The cell delay impacts circuit performance and limits the maximum operating frequency. In a simple circuit delay model, e.g., the alpha-power law [19], the cell delay is inversely proportional to the drain current  $I_d$  of a CMOS transistor.  $I_d$  can be expressed as

$$I_d \propto \mu_e(T)(V_{dd} - V_{th}(T))^{\alpha},\tag{1}$$

where  $\mu_e$  represents the mobility,  $V_{dd}$  the supply voltage,  $V_{th}$  the threshold voltage,  $\alpha$  a small positive constant, and T the temperature [14]. The threshold voltage and mobility decrease with the rise of temperature, leading to two opposite effects on the drain current: decreased mobility reduces the drain current, while lower threshold voltage increases it. At high voltages, the mobility dominates Equation (1), resulting in a delay increase with the temperature. In contrast, at lower

voltages,  $V_{th}$  becomes the dominant factor, resulting in a delay decrease at higher temperatures. The voltage at which the temperature dependence inverts is called the *crossover voltage*, and it depends on the fabrication technology. This inverse temperature dependence (ITD) phenomenon was thoroughly studied across different fabrication technologies [14], [20].

Let us now formalize the temperature impact on the TDC sensor. As previously explained, the delay of a logic circuit d(T, V) is indirectly proportional to the drain current  $I_d$ . Depending on the technology and the voltage V,  $I_d$  can be directly or inversely proportional to the temperature. In addition to the carrier mobility and threshold voltage,  $I_d$  depends on the Johnson-Nyquist thermal noise, which is constant across the spectrum and increases with temperature [21]–[23]. Moreover, the sub-threshold leakage current in lower technology nodes represents a source of noise that increases with the temperature [24]. Therefore, we can formalize the delay of a circuit under constant voltage as

$$d(T + \Delta T) \propto d(T) + \Delta d(\Delta T) + \delta(\Delta T), \tag{2}$$

where  $\Delta T$  is the temperature change,  $\Delta d$  is the change in delay, and  $\delta$  is the thermal noise. When  $\Delta T$  is positive, and the carrier mobility dominates Equation (1),  $\Delta d(\Delta T)$  decreases. Otherwise,  $\Delta d(\Delta T)$  increases with the temperature when the threshold voltage dominates.
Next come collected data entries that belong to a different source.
use candle_core::{Device, Tensor};
use snafu::{ensure, ResultExt, Snafu};

/// Errors for attention masks.
#[derive(Debug, Snafu)]
pub enum AttentionMaskError {
    #[snafu(display("Cannot concatenate masks"))]
    ConcatMasks { source: candle_core::Error },

    #[snafu(display("Cannot create mask from sequence lengths"))]
    FromLengths { source: candle_core::Error },

    #[snafu(display("Attention mask must be 2D, was {}D", n_dims))]
    InvalidDims { n_dims: usize },
}

/// Attention mask.
///
/// Sequence elements for which the corresponding mask element is set to
/// `false` are ignored during attention calculation. Guaranteed to be
/// a 2D array.
#[derive(Clone, Debug)]
pub struct AttentionMask {
    pub(crate) bool_mask: Tensor,
}

impl AttentionMask {
    /// Create an input attention mask.
    ///
    /// * `bool_mask` - Boolean mask tensor.
    ///   *Shape:* `(batch_size, seq_len)`
    pub fn new(bool_mask: Tensor) -> Result<Self, AttentionMaskError> {
        let n_dims = bool_mask.dims().len();
        ensure!(n_dims == 2, InvalidDimsSnafu { n_dims });
        Ok(AttentionMask { bool_mask })
    }

    /// Create a mask for right-padded sequences.
    ///
    /// The first `len` elements of each sequence are attended to.
    ///
    /// * `lens` - The unpadded length of each sequence.
    /// * `seq_len` - The padded sequence length.
    /// * `device` - Device to place the mask on.
    pub fn from_lengths(
        lens: &[usize],
        seq_len: usize,
        device: &Device,
    ) -> Result<Self, AttentionMaskError> {
        let mask = lens
            .iter()
            .flat_map(|&len| (0..seq_len).map(move |idx| u8::from(idx < len)))
            .collect::<Vec<_>>();
        let bool_mask =
            Tensor::from_vec(mask, (lens.len(), seq_len), device).context(FromLengthsSnafu)?;
        Self::new(bool_mask)
    }

    /// Get the boolean mask.
    ///
    /// *Shape:* `(batch_size, seq_len)`
    pub fn bool_mask(&self) -> &Tensor {
        &self.bool_mask
    }

    /// Extend the mask using another mask.
    ///
    /// The masks are concatenated along the sequence dimension. This is
    /// used to extend the mask with the pieces added in a generation step.
    pub fn extend(&self, other: &Self) -> Result<Self, AttentionMaskError> {
        Ok(AttentionMask {
            bool_mask: Tensor::cat(&[&self.bool_mask, &other.bool_mask], 1)
                .context(ConcatMasksSnafu)?,
        })
    }
}

#[cfg(test)]
mod tests {
    use candle_core::{DType, Device, Tensor};
    use snafu::{report, ResultExt, Whatever};

    use super::AttentionMask;

    #[test]
    #[report]
    fn attention_mask_must_be_2d() -> Result<(), Whatever> {
        let mask = Tensor::ones((2, 3, 4), DType::U8, &Device::Cpu)
            .whatever_context("Cannot create tensor")?;
        assert!(AttentionMask::new(mask).is_err());
        Ok(())
    }

    #[test]
    #[report]
    fn attention_mask_from_lengths() -> Result<(), Whatever> {
        let mask = AttentionMask::from_lengths(&[2, 4, 0], 4, &Device::Cpu)
            .whatever_context("Cannot create mask")?;
        assert_eq!(
            mask.bool_mask()
                .to_vec2::<u8>()
                .whatever_context("Cannot convert mask")?,
            vec![vec![1, 1, 0, 0], vec![1, 1, 1, 1], vec![0, 0, 0, 0]]
        );
        Ok(())
    }

    #[test]
    #[report]
    fn attention_mask_extends_along_sequence() -> Result<(), Whatever> {
        let mask = AttentionMask::from_lengths(&[3], 3, &Device::Cpu)
            .whatever_context("Cannot create mask")?;
        let step = AttentionMask::from_lengths(&[1], 1, &Device::Cpu)
            .whatever_context("Cannot create mask")?;
        let extended = mask.extend(&step).whatever_context("Cannot extend mask")?;
        assert_eq!(extended.bool_mask().dims(), &[1, 4]);
        Ok(())
    }
}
The TDC sensor measures the number of delay elements through which an input clock has propagated during one sampling period  $t_{sample}$ . The relationship between the sampling period and the sensor output can be represented as  $t_{sample} = O(T)d(T)$ , where d(T) is the delay of one delay element and O(T) is the sensor output, i.e., the number of delay elements the input clock has traversed. When the temperature changes by  $\Delta T$ , the sensor output becomes

$$O(T + \Delta T) = \frac{t_{sample}}{d(T + \Delta T)} = \frac{O(T)d(T)}{d(T) + \Delta d(\Delta T) + \delta(\Delta T)}.$$
 (3)

Therefore, when the delay increases with the temperature, the clock propagates through fewer elements in the delay line, resulting in lower sensor output. Otherwise, in the ITD case, temperature increase results in higher sensor output.

From (3), we find the expressions for the trace DC offset  $\mu$  (i.e., the mean of all the samples in a trace) and the variance  $\sigma^2$  (i.e., the dispersion of the values in a sensor trace):

$$\mu = \frac{1}{N} \sum_{i}^{N} O_i(T + \Delta T) \sim \frac{1}{\Delta d(\Delta T) + \delta(\Delta T)},$$
(4)

$$\sigma^2 = \frac{1}{N} \sum_{i}^{N} \left( O_i (T + \Delta T) - \mu \right)^2 \sim \frac{1}{\Delta d^2 (\Delta T) + \delta^2 (\Delta T)}.$$
 (5)

Here, N is the number of sensor samples per trace. From (4) and (5), we can conclude that the trace DC offset is inversely proportional to the logic delay, while the variance is inversely proportional to the delay squared.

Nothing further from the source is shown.